───── Data extract ─────

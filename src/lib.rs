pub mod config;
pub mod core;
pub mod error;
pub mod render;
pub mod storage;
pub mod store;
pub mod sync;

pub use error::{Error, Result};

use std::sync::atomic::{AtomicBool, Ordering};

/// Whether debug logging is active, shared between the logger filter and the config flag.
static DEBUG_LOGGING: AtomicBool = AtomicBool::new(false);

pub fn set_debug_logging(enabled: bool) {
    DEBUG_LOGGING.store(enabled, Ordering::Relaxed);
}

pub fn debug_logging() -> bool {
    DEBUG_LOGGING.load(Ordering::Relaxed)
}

─────

Reproduce the records above in their entirety, unchanged.

→ Solution to the problem
filename src/lib.rs
pub mod config;
pub mod core;
pub mod error;
pub mod render;
pub mod storage;
pub mod store;
pub mod sync;

pub use error::{Error, Result};

use std::sync::atomic::{AtomicBool, Ordering};

/// Whether debug logging is active, shared between the logger filter and the config flag.
static DEBUG_LOGGING: AtomicBool = AtomicBool::new(false);

pub fn set_debug_logging(enabled: bool) {
    DEBUG_LOGGING.store(enabled, Ordering::Relaxed);
}

pub fn debug_logging() -> bool {
    DEBUG_LOGGING.load(Ordering::Relaxed)
}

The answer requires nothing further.